Bu durumda, kaza tarihi güncel Karayolları Motorlu Araçlar Zorunlu Mali Sorumluluk Sigortası Genel Şartlarının yürürlük tarihi olan …. tarihinden önce olmakla Yargıtay Hukuk Genel Kurulunun …. Esas sayılı kararı ışığında önceki Genel Şartlar uyarınca kaza anında sürücünün müteveffa olması ihtimalinde dahi davacıların tazminat talep etme hakkı doğacağı değerlendirilmekle dava reddedilmeksizin yargılamaya devam olunmuştur.

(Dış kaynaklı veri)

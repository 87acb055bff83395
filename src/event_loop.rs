// event_loop.rs

use crate::session::Session;
use crossbeam::channel::{Receiver, RecvTimeoutError};
use log::{debug, info, warn};
use std::thread;
use std::time::{Duration, Instant};

#[derive(Debug, Clone, Copy, PartialEq, Eq)]
pub enum TransportAction {
    Start,
    Stop,
    Toggle,
}

/// Commands the host sends into a running session.
#[derive(Debug, Clone, Copy, PartialEq)]
pub enum EngineMessage {
    TransportCommand(TransportAction),
    ToggleRecord,
    ToggleMetronome,
    ToggleLoopScope,
    CycleAccent,
    SetBpm(f64),
    Quit,
}

/// Single cooperative driver: polls the session and applies host commands
/// between polls. The wait between polls is spent blocked on the command
/// channel so a command is handled as soon as it arrives.
pub struct EventLoop {
    session: Session,
    command_rx: Receiver<EngineMessage>,
    polls: u64,
}

impl EventLoop {
    pub fn new(session: Session, command_rx: Receiver<EngineMessage>) -> Self {
        EventLoop {
            session,
            command_rx,
            polls: 0,
        }
    }

    pub fn session(&self) -> &Session {
        &self.session
    }

    pub fn into_session(self) -> Session {
        self.session
    }

    pub fn poll_count(&self) -> u64 {
        self.polls
    }

    /// Runs until `Quit` or until every command sender is gone.
    pub fn run(&mut self) {
        self.run_until(None);
    }

    /// Runs for `duration`, or less if `Quit` arrives first.
    pub fn run_for(&mut self, duration: Duration) {
        self.run_until(Some(Instant::now() + duration));
    }

    fn run_until(&mut self, deadline: Option<Instant>) {
        info!("Event loop running");
        let mut commands_open = true;
        loop {
            let now = Instant::now();
            if deadline.is_some_and(|d| now >= d) {
                info!("Event loop reached its deadline");
                break;
            }
            let report = self.session.poll(now);
            self.polls += 1;
            while let Some(status) = self.session.take_status() {
                warn!("{}", status);
            }

            let mut wait = report.wait;
            if let Some(d) = deadline {
                wait = wait.min(d.saturating_duration_since(now));
            }

            if !commands_open {
                thread::sleep(wait);
                continue;
            }
            match self.command_rx.recv_timeout(wait) {
                Ok(message) => {
                    if !self.handle(message, Instant::now()) {
                        break;
                    }
                }
                Err(RecvTimeoutError::Timeout) => {}
                Err(RecvTimeoutError::Disconnected) => {
                    if deadline.is_none() {
                        info!("Command channel closed, leaving event loop");
                        break;
                    }
                    debug!("Command channel closed, running until deadline");
                    commands_open = false;
                }
            }
        }
        self.session.stop();
        info!("Event loop stopped after {} polls", self.polls);
    }

    /// Applies one command. Returns `false` when the loop should exit.
    pub fn handle(&mut self, message: EngineMessage, now: Instant) -> bool {
        debug!("Handling {:?}", message);
        match message {
            EngineMessage::TransportCommand(TransportAction::Start) => {
                if self.session.transport().is_stopped() {
                    self.session.start(now);
                }
            }
            EngineMessage::TransportCommand(TransportAction::Stop) => self.session.stop(),
            EngineMessage::TransportCommand(TransportAction::Toggle) => {
                self.session.toggle_play(now);
            }
            EngineMessage::ToggleRecord => {
                self.session.toggle_record_armed();
            }
            EngineMessage::ToggleMetronome => {
                self.session.toggle_metronome();
            }
            EngineMessage::ToggleLoopScope => {
                self.session.toggle_loop_scope();
            }
            EngineMessage::CycleAccent => {
                self.session.cycle_input_accent();
            }
            EngineMessage::SetBpm(bpm) => {
                if let Err(e) = self.session.set_bpm(bpm) {
                    warn!("{}", e);
                }
            }
            EngineMessage::Quit => {
                info!("Quit requested");
                return false;
            }
        }
        true
    }
}
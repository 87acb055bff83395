//! Transport functionality
//!
//! This module turns the step grid into timed note triggers and places live
//! input back onto it:
//! - [`TransportScheduler`] - drift-free step clock with count-in and loop scope
//! - [`NoteOffQueue`] - pending note releases, ordered by due time
//! - [`Metronome`] / [`CountIn`] - click decisions per step
//! - [`InputQuantizer`] - snaps live hits to the nearest intended step
//!
//! Nothing here blocks or sleeps. Every entry point takes the current
//! `Instant` so the whole transport can be driven from a single poll loop
//! (or from a test with synthetic time).

mod input;
mod metronome;
mod note_off;
mod scheduler;
pub mod timing;

pub use input::{snap_step, AuditionReason, HitOutcome, InputQuantizer};
pub use metronome::{ClickAccent, ClickSettings, CountIn, Metronome};
pub use note_off::{DeferredNoteOff, NoteOffQueue};
pub use scheduler::{LoopScope, TransportScheduler, TransportState, Trigger, TriggerKind};
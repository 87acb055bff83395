use crate::event_loop::{EngineMessage, TransportAction};
use clap::Parser;
use std::path::PathBuf;

#[derive(Parser, Debug, Default)]
#[command(author, version, about, long_about = None)]
pub struct Args {
    /// Configuration file (TOML)
    #[arg(long)]
    pub config: Option<PathBuf>,

    /// Tempo in beats per minute
    #[arg(long)]
    pub bpm: Option<f64>,

    /// Steps in the grid (24, 32 or 48)
    #[arg(long)]
    pub steps: Option<usize>,

    /// Send notes to the first MIDI output whose name contains this text
    #[arg(long)]
    pub output: Option<String>,

    /// Record from the first MIDI input whose name contains this text
    #[arg(long)]
    pub input: Option<String>,

    /// Arm recording; playback starts with a one-bar count-in
    #[arg(long)]
    pub record: bool,

    /// Click on every beat during playback
    #[arg(long)]
    pub metronome: bool,

    /// Stop after this many seconds
    #[arg(long)]
    pub duration: Option<f64>,

    /// Also log to the terminal
    #[arg(short, long)]
    pub verbose: bool,
}

/// Maps one line typed on stdin to a command.
pub fn parse_command(line: &str) -> Option<EngineMessage> {
    let mut words = line.split_whitespace();
    let command = words.next()?.to_ascii_lowercase();
    match command.as_str() {
        "p" | "play" => Some(EngineMessage::TransportCommand(TransportAction::Toggle)),
        "s" | "stop" => Some(EngineMessage::TransportCommand(TransportAction::Stop)),
        "r" | "rec" => Some(EngineMessage::ToggleRecord),
        "m" | "metro" => Some(EngineMessage::ToggleMetronome),
        "b" | "loop" => Some(EngineMessage::ToggleLoopScope),
        "a" | "accent" => Some(EngineMessage::CycleAccent),
        "t" | "bpm" => words
            .next()?
            .parse::<f64>()
            .ok()
            .filter(|bpm| bpm.is_finite())
            .map(EngineMessage::SetBpm),
        "q" | "quit" => Some(EngineMessage::Quit),
        _ => None,
    }
}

… plakalı aracın davalı … Sigorta A.Ş. nezdinde …. numaralı Trafik Sigorta Poliçesi ile … tarihleri arasında kaza tarihi olan …. tarihi kapsar şekilde sigortalı olduğu, poliçeden dolayı ölüm halinde kişi başına azami sorumluluk limitinin kaza tarihinde … TL olduğu görülmüştür.

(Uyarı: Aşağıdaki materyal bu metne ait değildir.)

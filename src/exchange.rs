//! Conversion between the step grid and flat drum event lists, used when a
//! session starts from or ends into a pattern file owned by someone else.

use crate::grid::{level_to_velocity, velocity_to_level, StepGrid, DEFAULT_DRUM_LANES};
use crate::pattern::PatternMeta;
use std::path::Path;

#[derive(Debug, Clone, Copy, PartialEq, Eq)]
pub enum EventKind {
    On,
    Off,
}

#[derive(Debug, Clone, PartialEq, Eq)]
pub struct DrumEvent {
    pub tick: i64,
    pub channel: u8,
    pub note: u8,
    pub velocity: u8,
    pub kind: EventKind,
}

impl DrumEvent {
    pub fn on(tick: i64, channel: u8, note: u8, velocity: u8) -> Self {
        DrumEvent {
            tick,
            channel,
            note,
            velocity,
            kind: EventKind::On,
        }
    }

    pub fn off(tick: i64, channel: u8, note: u8) -> Self {
        DrumEvent {
            tick,
            channel,
            note,
            velocity: 0,
            kind: EventKind::Off,
        }
    }
}

/// Pattern file formats known to the surrounding tools. Resolved once from
/// the file name; the engine itself never parses them.
#[derive(Debug, Clone, Copy, PartialEq, Eq)]
pub enum PatternFormat {
    /// Text drum pattern.
    Adt,
    /// Binary drum pattern.
    Adp,
    /// Arrangement (pattern chain).
    Arr,
}

impl PatternFormat {
    pub fn from_path(path: &Path) -> Option<Self> {
        let ext = path.extension()?.to_str()?.to_ascii_lowercase();
        match ext.as_str() {
            "adt" | "apt" => Some(PatternFormat::Adt),
            "adp" => Some(PatternFormat::Adp),
            "arr" => Some(PatternFormat::Arr),
            _ => None,
        }
    }
}

/// Note-off length written for every exported hit, as a fraction of the loop.
const NOTE_LEN_DIVISOR: u32 = 16;

/// Projects `events` onto a grid with the default lane layout. Events the grid
/// cannot hold are returned untouched as leftovers.
pub fn events_to_grid(events: &[DrumEvent], meta: &PatternMeta) -> (StepGrid, Vec<DrumEvent>) {
    events_to_grid_with_layout(events, meta, &DEFAULT_DRUM_LANES)
}

/// Like [`events_to_grid`] with an explicit `(label, note)` lane layout.
///
/// Only note-ons on the pattern channel whose note has a lane and whose tick
/// rounds to a step inside the grid land in the grid; several hits on the
/// same cell keep the loudest. A note-off that closes one of those note-ons
/// is consumed with it, since export writes a fresh one.
pub fn events_to_grid_with_layout<S: AsRef<str>>(
    events: &[DrumEvent],
    meta: &PatternMeta,
    layout: &[(S, u8)],
) -> (StepGrid, Vec<DrumEvent>) {
    let layout: Vec<(&str, u8)> = layout.iter().map(|(l, n)| (l.as_ref(), *n)).collect();
    let mut grid = StepGrid::new(&layout, meta.steps, meta.steps_per_bar);
    let step_ticks = meta.step_ticks();
    let mut leftover = Vec::new();
    // (note, tick) of every note-on that went into the grid and is still open.
    let mut open: Vec<(u8, i64)> = Vec::new();

    for event in events {
        let level = velocity_to_level(event.velocity);
        if event.kind != EventKind::On || event.channel != meta.channel || level == 0 {
            leftover.push(event.clone());
            continue;
        }
        let Some(lane) = grid.lane_for_note(event.note) else {
            leftover.push(event.clone());
            continue;
        };
        let relative = event.tick - i64::from(meta.loop_start_tick);
        if relative < 0 {
            leftover.push(event.clone());
            continue;
        }
        let step = (relative as f64 / step_ticks).round() as usize;
        if step >= grid.steps {
            leftover.push(event.clone());
            continue;
        }
        grid.stamp(lane, step, level);
        open.push((event.note, event.tick));
    }

    leftover.retain(|event| {
        if event.kind != EventKind::Off || event.channel != meta.channel {
            return true;
        }
        let closes = open
            .iter()
            .enumerate()
            .filter(|(_, (note, tick))| *note == event.note && *tick <= event.tick)
            .min_by_key(|(_, (_, tick))| *tick)
            .map(|(index, _)| index);
        match closes {
            Some(index) => {
                open.swap_remove(index);
                false
            }
            None => true,
        }
    });

    log::debug!(
        "Imported {} hits from {} events ({} leftover)",
        grid.hit_count(),
        events.len(),
        leftover.len()
    );
    (grid, leftover)
}

/// Flattens `grid` back into note-on/note-off pairs, merged with `leftover`
/// and sorted by tick.
pub fn grid_to_events(grid: &StepGrid, meta: &PatternMeta, leftover: &[DrumEvent]) -> Vec<DrumEvent> {
    let loop_len = meta.loop_len_ticks.max(1);
    let step_ticks = f64::from(loop_len) / grid.steps.max(1) as f64;
    let note_len = i64::from(loop_len / NOTE_LEN_DIVISOR);
    let start = i64::from(meta.loop_start_tick);

    let mut events = Vec::with_capacity(grid.hit_count() * 2 + leftover.len());
    for lane in &grid.lanes {
        for (step, cell) in lane.cells.iter().enumerate() {
            if !cell.on {
                continue;
            }
            let on_tick = start + (step as f64 * step_ticks).round() as i64;
            events.push(DrumEvent::on(
                on_tick,
                meta.channel,
                lane.note,
                level_to_velocity(cell.level),
            ));
            events.push(DrumEvent::off(on_tick + note_len, meta.channel, lane.note));
        }
    }
    events.extend(leftover.iter().cloned());
    events.sort_by_key(|e| e.tick);
    events
}

#[cfg(test)]
mod tests {
    use super::*;

    #[test]
    fn test_format_from_extension() {
        assert_eq!(
            PatternFormat::from_path(Path::new("rock_p001.ADT")),
            Some(PatternFormat::Adt)
        );
        assert_eq!(
            PatternFormat::from_path(Path::new("set.arr")),
            Some(PatternFormat::Arr)
        );
        assert_eq!(PatternFormat::from_path(Path::new("notes.txt")), None);
        assert_eq!(PatternFormat::from_path(Path::new("noext")), None);
    }

    #[test]
    fn test_export_writes_on_off_pairs() {
        let meta = PatternMeta::new("t", 120.0, 32);
        let mut grid = meta.empty_grid();
        grid.set_level(7, 4, 3);
        let events = grid_to_events(&grid, &meta, &[]);
        assert_eq!(
            events,
            vec![
                DrumEvent::on(480, 9, 36, 120),
                DrumEvent::off(480 + 240, 9, 36)
            ]
        );
    }

    #[test]
    fn test_loudest_duplicate_wins() {
        let meta = PatternMeta::new("t", 120.0, 32);
        let events = vec![
            DrumEvent::on(0, 9, 38, 50),
            DrumEvent::on(10, 9, 38, 115),
            DrumEvent::on(-5, 9, 38, 70),
        ];
        let (grid, leftover) = events_to_grid(&events, &meta);
        assert_eq!(grid.cell(6, 0).map(|c| c.level), Some(3));
        assert_eq!(leftover, vec![DrumEvent::on(-5, 9, 38, 70)]);
    }

    #[test]
    fn test_note_offs_of_imported_hits_are_consumed() {
        let meta = PatternMeta::new("t", 120.0, 32);
        let events = vec![
            DrumEvent::on(0, 9, 36, 120),
            DrumEvent::off(240, 9, 36),
            DrumEvent::off(300, 9, 36),
            DrumEvent::on(3900, 9, 38, 100),
            DrumEvent::off(4000, 9, 38),
            DrumEvent::off(240, 3, 36),
        ];
        let (grid, leftover) = events_to_grid(&events, &meta);
        assert_eq!(grid.hit_count(), 1);
        assert_eq!(
            leftover,
            vec![
                DrumEvent::off(300, 9, 36),
                DrumEvent::on(3900, 9, 38, 100),
                DrumEvent::off(4000, 9, 38),
                DrumEvent::off(240, 3, 36),
            ]
        );
    }
}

Dosya hakkında aktüerya hesabı yapılması için dosya bilirkişiye tevdi edilmiş, tanzim olunan raporun güncel yargı içtihatlarında kabul edilen yönteme ” TRH 2010 Tablosu’nun kullanılması ve Anayasa Mahkemesi’nin 17/07/2020 tarih- 2019/40 E.- 2020/40 K. sayılı kararı gereği, destek tazminatı hesabında, yeni ZMSS Genel Şartları ekindeki cetvellerin kullanılması mümkün olmadığından ve %1,8 teknik faiz uygulaması da anılan cetvellerle getirildiğinden, uygulanmasının mümkün olmadığından davacıların ve desteğin bakiye ömür süresinin TRH 2010 Yaşam Tablosu’na göre belirlenmesi ve işleyecek (bilinmeyen) devre hesaplamasında her yıl için gelirin %10 artırılıp %10 iskonto edilmesi esasına dayanan progresif rant yönteminin kullanılmasıyla hesaplamanın yapılması” uygun olarak tanzim edildiği görülmüş, raporun açık, anlaşılır, denetime ve hüküm kurmaya elverişli olduğu görülmekle davacı vekilinin talebine binaen talep sonucunu ıslah etmesi için tarafına kesin süre verilmiştir.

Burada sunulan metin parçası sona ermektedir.